Sport für das Kindeswohl. Über die Wichtigkeit von Nachwuchs-Training.

Von Malcolm Zottl. Erstellt am 20. Mai 2020 (02:23)

Seit 15. Mai sind die Sportstätten wieder geöffnet und zumindest den Kindern muss es ermöglicht werden, dort auch Sport zu betreiben. Denn wer will die Kinder bewegen, wenn es nicht einmal die Sportvereine wollen? In den Schulen gibt es aktuell noch keinen Sportunterricht. Der gesellschaftspolitische Auftrag für die Vereine wird in Zeiten von Corona-Lockerungen also noch einmal deutlich größer. Die Verantwortung allerdings auch.
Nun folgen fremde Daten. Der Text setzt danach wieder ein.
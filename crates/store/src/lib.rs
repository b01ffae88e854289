//! Persistence layer for the storefront.
//!
//! Defines the [`OrderStore`] and [`ProductStore`] traits plus two
//! implementations: an in-memory store for tests and local development,
//! and a PostgreSQL store for production. The atomic primitives the
//! order core relies on live here: versioned compare-and-swap order
//! writes, conditional stock decrements, and the order-number sequence.

mod error;
mod memory;
mod order_store;
mod postgres;
mod product_store;

pub use error::{Result, StoreError};
pub use memory::{InMemoryOrderStore, InMemoryProductStore};
pub use order_store::{OrderFilter, OrderStore, Page};
pub use postgres::{PostgresOrderStore, PostgresProductStore};
pub use product_store::ProductStore;
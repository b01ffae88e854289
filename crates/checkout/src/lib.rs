//! Order lifecycle, inventory, and payment reconciliation services.
//!
//! This crate orchestrates the storefront's only real invariants:
//! - no overselling: reservations are all-or-nothing and backed by the
//!   store's atomic conditional decrement
//! - auditable status history: every status change lands with exactly
//!   one timeline entry in a single document write
//! - idempotent payment reconciliation keyed on provider transaction ids

mod auth;
mod cas;
mod error;
mod events;
mod inventory;
mod lifecycle;
mod provider;
mod reconciliation;

pub use auth::{require_owner_or_admin, require_role};
pub use error::{CheckoutError, Result, StockShortage, StockShortages};
pub use events::StorefrontEvent;
pub use inventory::{Availability, InventoryLedger};
pub use lifecycle::{CartLine, OrderLifecycle, PlaceOrder};
pub use provider::{
    AttemptOutcome, MockPaymentProvider, PaymentProvider, ProviderInput, ProviderRegistry,
    ProviderResponse, mock_registry,
};
pub use reconciliation::{PaymentOutcome, PaymentReconciliation};
//! HTTP API server for the storefront order core.
//!
//! Exposes order placement, queries, cancellation, admin status
//! updates, and payment endpoints over the checkout services, with
//! structured logging (tracing) and Prometheus metrics.

pub mod config;
pub mod error;
pub mod routes;

use std::sync::Arc;

use axum::Router;
use axum::routing::{get, patch, post};
use checkout::{MockPaymentProvider, OrderLifecycle, PaymentReconciliation, mock_registry};
use domain::PricingPolicy;
use metrics_exporter_prometheus::PrometheusHandle;
use store::{InMemoryOrderStore, InMemoryProductStore, OrderStore, ProductStore};
use tower_http::cors::{Any, CorsLayer};
use tower_http::trace::TraceLayer;

pub use config::Config;
use routes::orders::AppState;

/// Creates the Axum application router with all routes and shared state.
pub fn create_app<O, P>(state: Arc<AppState<O, P>>, metrics_handle: PrometheusHandle) -> Router
where
    O: OrderStore + 'static,
    P: ProductStore + 'static,
{
    let metrics_router = Router::new()
        .route("/metrics", get(routes::metrics::get))
        .with_state(metrics_handle);

    Router::new()
        .route("/health", get(routes::health::check))
        .route("/orders", post(routes::orders::create::<O, P>))
        .route("/orders", get(routes::orders::list::<O, P>))
        .route("/orders/{id}", get(routes::orders::get::<O, P>))
        .route("/orders/{id}/cancel", patch(routes::orders::cancel::<O, P>))
        .route(
            "/orders/{id}/status",
            patch(routes::orders::update_status::<O, P>),
        )
        .route("/payments/{order_id}", post(routes::payments::attempt::<O, P>))
        .route(
            "/payments/{order_id}/result",
            post(routes::payments::result::<O, P>),
        )
        .route(
            "/payments/{order_id}/status",
            get(routes::payments::status::<O, P>),
        )
        .with_state(state)
        .merge(metrics_router)
        .layer(
            CorsLayer::new()
                .allow_origin(Any)
                .allow_methods(Any)
                .allow_headers(Any),
        )
        .layer(TraceLayer::new_for_http())
}

/// Wires the services over the given stores with the mock payment
/// provider registered for every method.
pub fn create_state<O, P>(
    orders: Arc<O>,
    products: Arc<P>,
    pricing: PricingPolicy,
) -> (Arc<AppState<O, P>>, MockPaymentProvider)
where
    O: OrderStore + 'static,
    P: ProductStore + 'static,
{
    let lifecycle = OrderLifecycle::new(orders.clone(), products.clone(), pricing);
    let (registry, provider) = mock_registry();
    let reconciliation = PaymentReconciliation::new(orders, registry);

    (
        Arc::new(AppState {
            lifecycle,
            reconciliation,
            products,
        }),
        provider,
    )
}

/// Creates application state backed by in-memory stores.
pub fn create_default_state(
    pricing: PricingPolicy,
) -> (
    Arc<AppState<InMemoryOrderStore, InMemoryProductStore>>,
    MockPaymentProvider,
) {
    let orders = Arc::new(InMemoryOrderStore::new());
    let products = Arc::new(InMemoryProductStore::new());
    create_state(orders, products, pricing)
}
Was passiert, wenn sich ein Kind beim Training mit Corona infizieren sollte, ist ein Trainer oder ein Obmann haftbar? So heikel die Frage ist, so einfach ist die Antwort. Wenn die Vorgaben eingehalten wurden – Nein. Die Empfehlungen des ÖFB sind in der Praxis leicht umsetzbar, bis auf die exakte Einhaltung des Zwei-Meter-Abstands. Hier muss die Regel gelten, mit bestem Gewissen zu handeln. Die klare Botschaft muss sein: Wer sich an die Regeln hält, erfüllt nicht nur eine wichtige Funktion am Weg in die Normalität, sondern hat auch rechtlich nichts zu befürchten.
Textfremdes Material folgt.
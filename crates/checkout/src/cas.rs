//! Load-mutate-update helper with bounded optimistic retry.

use common::OrderId;
use domain::Order;
use store::{OrderStore, StoreError};

use crate::{CheckoutError, Result};

/// Retry budget for optimistic-concurrency conflicts.
const MAX_CAS_ATTEMPTS: u32 = 3;

/// Loads the order, applies `mutate`, and persists it with the store's
/// compare-and-swap. On a version conflict the order is reloaded and the
/// mutation re-applied, a bounded number of times.
///
/// `mutate` returns whether the order actually changed; an unchanged
/// order (idempotent replay) is returned without a write.
pub(crate) async fn update_with_retry<O, F>(
    orders: &O,
    order_id: OrderId,
    mut mutate: F,
) -> Result<Order>
where
    O: OrderStore,
    F: FnMut(&mut Order) -> Result<bool>,
{
    let mut attempts = 0;
    loop {
        attempts += 1;

        let mut order = orders
            .get(order_id)
            .await?
            .ok_or(CheckoutError::OrderNotFound(order_id))?;

        if !mutate(&mut order)? {
            return Ok(order);
        }

        match orders.update(&mut order).await {
            Ok(()) => return Ok(order),
            Err(StoreError::VersionConflict { .. }) if attempts < MAX_CAS_ATTEMPTS => {
                tracing::debug!(%order_id, attempts, "version conflict, reloading");
            }
            Err(e) => return Err(e.into()),
        }
    }
}
//! Payment attempt, provider-result, and status endpoints.

use std::sync::Arc;

use axum::Json;
use axum::extract::{Path, State};
use axum::http::HeaderMap;
use checkout::PaymentOutcome;
use domain::{Money, PaymentMethod};
use serde::{Deserialize, Serialize};
use store::{OrderStore, ProductStore};

use crate::error::ApiError;

use super::orders::AppState;
use super::{actor_from_headers, parse_order_id};

// -- Request types --

#[derive(Deserialize)]
pub struct PaymentAttemptRequest {
    pub method: PaymentMethod,
    pub amount_cents: i64,
    /// Opaque method-specific input (card token, sender hash, ...).
    #[serde(default)]
    pub input: serde_json::Value,
}

#[derive(Deserialize)]
pub struct PaymentResultRequest {
    pub success: bool,
    pub transaction_id: Option<String>,
    #[serde(default)]
    pub provider_response: serde_json::Value,
    pub failure_message: Option<String>,
}

// -- Response types --

#[derive(Serialize)]
pub struct PaymentAttemptResponse {
    pub order_status: String,
    pub payment_status: String,
    pub transaction_id: Option<String>,
    pub amount_cents: i64,
    pub pix_code: Option<String>,
    pub pix_qr_code: Option<String>,
    pub boleto_url: Option<String>,
    pub boleto_code: Option<String>,
}

#[derive(Serialize)]
pub struct PaymentStatusResponse {
    pub order_status: String,
    pub payment_status: String,
    pub payment_method: String,
    pub transaction_id: Option<String>,
    pub pix_code: Option<String>,
    pub pix_qr_code: Option<String>,
    pub boleto_url: Option<String>,
}

// -- Handlers --

/// POST /payments/{order_id} — start a payment attempt for an order.
#[tracing::instrument(skip(state, headers, req))]
pub async fn attempt<O, P>(
    State(state): State<Arc<AppState<O, P>>>,
    headers: HeaderMap,
    Path(order_id): Path<String>,
    Json(req): Json<PaymentAttemptRequest>,
) -> Result<Json<PaymentAttemptResponse>, ApiError>
where
    O: OrderStore + 'static,
    P: ProductStore + 'static,
{
    let actor = actor_from_headers(&headers)?;
    let order_id = parse_order_id(&order_id)?;

    let order = state
        .reconciliation
        .record_attempt(
            order_id,
            actor,
            req.method,
            Money::from_cents(req.amount_cents),
            req.input,
        )
        .await?;

    let payment = order.payment();
    Ok(Json(PaymentAttemptResponse {
        order_status: order.status().to_string(),
        payment_status: payment.status.to_string(),
        transaction_id: payment.transaction_id.clone(),
        amount_cents: order.pricing().total.cents(),
        pix_code: payment.artifacts.pix_code.clone(),
        pix_qr_code: payment.artifacts.pix_qr_code.clone(),
        boleto_url: payment.artifacts.boleto_url.clone(),
        boleto_code: payment.artifacts.boleto_code.clone(),
    }))
}

/// POST /payments/{order_id}/result — provider callback with the final
/// verdict. Idempotent per transaction id; signature verification
/// belongs to the upstream gateway middleware.
#[tracing::instrument(skip(state, req))]
pub async fn result<O, P>(
    State(state): State<Arc<AppState<O, P>>>,
    Path(order_id): Path<String>,
    Json(req): Json<PaymentResultRequest>,
) -> Result<Json<PaymentStatusResponse>, ApiError>
where
    O: OrderStore + 'static,
    P: ProductStore + 'static,
{
    let order_id = parse_order_id(&order_id)?;

    let order = state
        .reconciliation
        .record_result(
            order_id,
            PaymentOutcome {
                success: req.success,
                transaction_id: req.transaction_id,
                provider_response: req.provider_response,
                failure_message: req.failure_message,
            },
        )
        .await?;

    Ok(Json(status_response(&order)))
}

/// GET /payments/{order_id}/status — payment state of an order.
#[tracing::instrument(skip(state, headers))]
pub async fn status<O, P>(
    State(state): State<Arc<AppState<O, P>>>,
    headers: HeaderMap,
    Path(order_id): Path<String>,
) -> Result<Json<PaymentStatusResponse>, ApiError>
where
    O: OrderStore + 'static,
    P: ProductStore + 'static,
{
    let actor = actor_from_headers(&headers)?;
    let order_id = parse_order_id(&order_id)?;

    let order = state.lifecycle.get_order(order_id, actor).await?;
    Ok(Json(status_response(&order)))
}

fn status_response(order: &domain::Order) -> PaymentStatusResponse {
    let payment = order.payment();
    PaymentStatusResponse {
        order_status: order.status().to_string(),
        payment_status: payment.status.to_string(),
        payment_method: payment.method.to_string(),
        transaction_id: payment.transaction_id.clone(),
        pix_code: payment.artifacts.pix_code.clone(),
        pix_qr_code: payment.artifacts.pix_qr_code.clone(),
        boleto_url: payment.artifacts.boleto_url.clone(),
    }
}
Sportlicher Eifer ist in dieser Phase hingegen völlig unangebracht. Einerseits muss jeder Spieler, bzw. jeder Erziehungsberechtigte der Nachwuchs-Kicker individuell entscheiden dürfen, ob ein Training in dieser Phase sinnvoll ist. Andererseits ist es nicht an der Zeit, sich einen vermeintlichen sportlichen Vorteil durch Zweikampftraining zu erschwindeln.

Auch nur das Ausreizen von möglichen Grauzonen gehört bestraft. Denn das Wohl des Kindes steht an oberster Stelle. Dieses soll ein Sportverein fördern und nicht gefährden.